Douala, 15 octobre, 2019 / 7:19 (ACI Africa).
Au moment où les différentes parties prenantes du récent Dialogue national camerounais espèrent des propositions faites au cours des cinq jours qu’a duré cette rencontre, un responsable d'Église dans l'une des régions en crise du pays d'Afrique centrale a exprimé sa déception quant à la manière dont les travaux du dit grand dialogue se sont déroulés. Il a critiqué la constitution des délégués à ce forum en la trouvant "non inclusive".
"J'ai été déçu et même insatisfait de la manière dont ce dialogue s'est déroulé", a déclaré Mgr Cornelius Fontem Esua, archevêque de Bamenda, à ACI Afrique, dans une interview exclusive, lundi 14 octobre.
"Il (Dialogue national) n'était pas inclusif. Dans les pré-consultations, nous, les évêques, avions demandé la participation des protagonistes au pays et à l'étranger, y compris les dirigeants des Séparatistes emprisonnés et les garçons d'Amba. Ce n'était pas le cas", a ajouté Mgr Fontem Esua.

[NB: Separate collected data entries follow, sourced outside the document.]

use rust_decimal::Decimal;
use sea_orm::entity::prelude::*;
use serde::{Deserialize, Serialize};

#[derive(Clone, Debug, PartialEq, DeriveEntityModel, Serialize, Deserialize)]
#[sea_orm(table_name = "sales_order_lines")]
pub struct Model {
    #[sea_orm(primary_key)]
    pub id: i64,
    pub order_id: i64,
    pub product_variant_id: i64,
    #[sea_orm(column_type = "Decimal(Some((16, 4)))")]
    pub product_uom_qty: Decimal,
    #[sea_orm(column_type = "Decimal(Some((16, 4)))")]
    pub price_unit: Decimal,
    pub created_at: DateTimeUtc,
    pub updated_at: DateTimeUtc,
}

#[derive(Copy, Clone, Debug, EnumIter, DeriveRelation)]
pub enum Relation {
    #[sea_orm(
        belongs_to = "super::sales_order::Entity",
        from = "Column::OrderId",
        to = "super::sales_order::Column::Id",
        on_delete = "Cascade"
    )]
    SalesOrder,
    #[sea_orm(
        belongs_to = "super::product_variant::Entity",
        from = "Column::ProductVariantId",
        to = "super::product_variant::Column::Id"
    )]
    ProductVariant,
}

impl Related<super::sales_order::Entity> for Entity {
    fn to() -> RelationDef {
        Relation::SalesOrder.def()
    }
}

impl ActiveModelBehavior for ActiveModel {}
mod add_po_upload_line_command;
mod cancel_po_upload_command;
mod confirm_po_upload_command;
mod create_po_upload_command;
mod delete_po_upload_command;
mod remove_po_upload_line_command;
mod update_po_upload_line_command;
mod validate_po_upload_command;

pub use add_po_upload_line_command::{AddPoUploadLineCommand, PoUploadLineInput};
pub use cancel_po_upload_command::{CancelPoUploadCommand, CancelPoUploadResult};
pub use confirm_po_upload_command::{
    ConfirmPoUploadCommand, ConfirmationSummary, QuotationSummary,
};
pub use create_po_upload_command::CreatePoUploadCommand;
pub use delete_po_upload_command::DeletePoUploadCommand;
pub use remove_po_upload_line_command::RemovePoUploadLineCommand;
pub use update_po_upload_line_command::UpdatePoUploadLineCommand;
pub use validate_po_upload_command::{ValidatePoUploadCommand, ValidationReport};

pub(crate) use add_po_upload_line_command::insert_line;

Il a déploré l'incapacité du Dialogue national à prendre en compte les souhaits des Camerounais. Il affirme que les différentes « commissions n'ont pas répondu aux aspirations spécifiques et profondes des populations des régions anglophones, qui concernent principalement la forme de l'État et du gouvernement ».
"La première phase a plutôt été un monologue en ce sens que tous les participants ont été triés sur le volet par le gouvernement ", a déclaré Mgr Fontem Esua ; il se réfère pour cela aux membres nommés dans les huit commissions qui ont constitué l’ossature du dialogue : " En fait, à l'exception de quelques-uns, la plupart étaient des membres du gouvernement, des fonctionnaires, des employés des conseils ".
L'archevêque de Bamenda, qui faisait partie de la commission sur la décentralisation a révélé, l'idée d'un système de gouvernement fédéral, revendiquée par la plupart des anglophones comme solution à la crise, n'était pas discutée lors des pourparlers. "Les suggestions à ce sujet (décentralisation) ne figuraient pas dans les propositions retenues".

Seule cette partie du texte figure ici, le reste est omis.